Regarding standard biological assessment, a minimal infectious assessment (complete blood count, CRP (C-Reactive Protein), ESR (Erythrocyte Sedimentation Rate), urine dipstick) may suggest an inflammatory or infectious pelvic or abdominal cause. 11 The treatment of benign ovarian tumours remains primarily surgical since no medical treatment has proven effective. Considering the benign nature of ovarian cysts, the lack of proven benefits of progestogen therapy in this indication and their adverse effects particularly the thromboembolic risks, progestogen therapy should not be considered in the management of ovarian cysts. 12
When the cyst is giant, its laparoscopic excision, remains difficult. In our case, we perform it after laparoscopic cyst evacuation. Then, conservative surgery becomes easy. Surgical intervention must adopt a conservative approach as much as possible, given that the affected patients are young and still developing, and that castration would have disastrous repercussions. 13 Laparoscopic ovarian cystectomy represents the preferred surgical approach for the treatment of presumed benign ovarian cysts. 14
Cystectomy is preferred because it preserves ovarian function, crucial for younger patients who desire fertility. And with a lower impact on hormonal balance, which is important in maintaining reproductive health. 15
Recurrence of serous cystadenoma after laparoscopic surgery is rare but can occur if a residual cyst wall remains. Incomplete removal of the cyst wall can lead to regrowth, as the epithelial lining may regenerate new cysts. Laparoscopic surgery, though minimally invasive, can sometimes make full removal more difficult, especially in complex masses. Post-operative monitoring is essential, and repeat surgery may be needed if the cyst recurs. 16
A case in the literature described a 16-year-old girl with a 25 cm serous cystadenoma. The mass was removed via cystectomy, preserving the ovarian tissue. The patient had an uneventful recovery, and follow-up showed no recurrence. 17
Conclusion
Serous cystadenoma, a rare mass in an adolescent, is unusually giant and occupies the entire abdominopelvic cavity. Even with the difficulty of diagnosis when the mass is huge MRI and ultrasound can confirm the diagnosis in most cases and laparoscopic can be done.
Footnotes
Acknowledgements
None.
Author contributions
A. Amara and H.B.: performed the surgery, drafted the initial manuscript and coordinated author contributions.
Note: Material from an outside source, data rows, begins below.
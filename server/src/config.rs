use std::{env, fmt::Display, str::FromStr};

use tracing::{info, warn};

use crate::upstream::SERP_ENDPOINT;

pub struct Config {
    pub port: u16,
    pub serp_api_key: String,
    pub serp_url: String,
    pub frontend_origin: String,
}

impl Config {
    pub fn load() -> Self {
        Self {
            port: try_load("PORT", "3001"),
            serp_api_key: var("SERP_API_KEY").expect("Environment misconfigured!"),
            serp_url: try_load("SERP_URL", SERP_ENDPOINT),
            frontend_origin: try_load("FRONTEND_URL", "http://localhost:5173"),
        }
    }
}

fn var(key: &str) -> Result<String, ()> {
    env::var(key).map_err(|_| {
        warn!("Environment variable {key} not found, using default");
    })
}

fn try_load<T: FromStr>(key: &str, default: &str) -> T
where
    T::Err: Display,
{
    var(key)
        .unwrap_or_else(|_| {
            info!("{key} not set, using default: {default}");
            default.to_string()
        })
        .parse()
        .map_err(|e| {
            warn!("Invalid {key} value: {e}");
        })
        .expect("Environment misconfigured!")
}
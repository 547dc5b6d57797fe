//! # SerpAPI
//!
//! Relay to the upstream maps search provider.
//!
//! One outbound request per invocation, no state between calls, no
//! retries. A non-2xx answer from the provider is surfaced as a generic
//! upstream failure; the caller decides what to do with it (today:
//! nothing, the orchestrator degrades to empty results).
//!
//! ## Parameters
//! - `engine` is pinned to the maps search engine.
//! - `gl` carries the two-letter country code.
//! - `ll` biases results around a center point at a fixed zoom level
//!   and is only sent when the caller supplied a `nearCenter` object.
use reqwest::Client;
use serde::Deserialize;
use serde_json::Value;

use crate::error::AppError;

pub const SERP_ENDPOINT: &str = "https://serpapi.com/search.json";
pub const DEFAULT_COUNTRY: &str = "IN";

const ENGINE: &str = "google_maps";
const LOCALE: &str = "en";
const SEARCH_TYPE: &str = "search";
const NEAR_ZOOM: &str = "14z";

/// Caller-supplied `{"lat": .., "lng": ..}` bias point.
#[derive(Debug, Deserialize)]
pub struct NearCenter {
    pub lat: f64,
    pub lng: f64,
}

/// Builds the provider query, translating the optional JSON-encoded
/// center point into the provider's `ll=@lat,lng,zoom` syntax.
pub fn build_params(
    query: &str,
    country: &str,
    api_key: &str,
    near_center: Option<&str>,
) -> Result<Vec<(&'static str, String)>, AppError> {
    let mut params = vec![
        ("engine", ENGINE.to_string()),
        ("q", query.to_string()),
        ("api_key", api_key.to_string()),
        ("hl", LOCALE.to_string()),
        ("type", SEARCH_TYPE.to_string()),
        ("gl", country.to_string()),
    ];

    if let Some(raw) = near_center {
        let center: NearCenter = serde_json::from_str(raw)?;
        params.push(("ll", format!("@{},{},{}", center.lat, center.lng, NEAR_ZOOM)));
    }

    Ok(params)
}

/// Performs the provider call and returns the raw JSON body.
pub async fn fetch_raw(
    http: &Client,
    endpoint: &str,
    params: &[(&'static str, String)],
) -> Result<Value, AppError> {
    let response = http.get(endpoint).query(params).send().await?;

    if !response.status().is_success() {
        return Err(AppError::Upstream(format!(
            "SerpAPI error: HTTP {}",
            response.status().as_u16()
        )));
    }

    Ok(response.json().await?)
}
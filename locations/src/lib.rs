//! # Location Search
//!
//! Client-side aggregation over the location search proxy.
//!
//! A free-text query goes through one pipeline per call:
//! cache check -> proxy call -> normalize -> region filter -> cache write.
//!
//! The proxy relays the upstream provider's raw JSON; this crate owns
//! turning that payload into [`Suggestion`] values and deciding which of
//! them plausibly belong to the target region.
//!
//! The public entry point never fails: any transport or decoding error
//! collapses to an empty suggestion list, so a UI consuming this crate
//! renders "no locations found" instead of an error state.

pub mod cache;
pub mod geo;
pub mod normalize;
pub mod search;
pub mod suggestion;

pub use cache::{MemoryStore, SearchCache, SessionStore};
pub use geo::BoundingBox;
pub use search::{NearCenter, SearchOptions, SearchService};
pub use suggestion::{Source, Suggestion};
A. Amine and H.S.: assisted in surgery and contributed to the discussion and review of the manuscript. M.E.M.: analyzed surgical specimens, provided histopathological insights, reviewed pathology content. A. Amara, A. Abdelouhab, and N.Z.: conducted literature review, assisted in drafting the introduction and discussion and ensured proper citation. H.B.: provided oversight, ensured scientific rigour and conducted final review and approval of the manuscript.
Declaration of conflicting interests
The author(s) declared no potential conflicts of interest with respect to the research, authorship and/or publication of this article.
Funding
The author(s) received no financial support for the research, authorship and/or publication of this article.
Ethics approval
Our institution does not require ethical approval for reporting individual cases or case series.
Informed consent
The authors have gained authorization from the patient’s legal representative (her mother) to carry any act of submission or publication of her anonymous medical file for scientific purposes.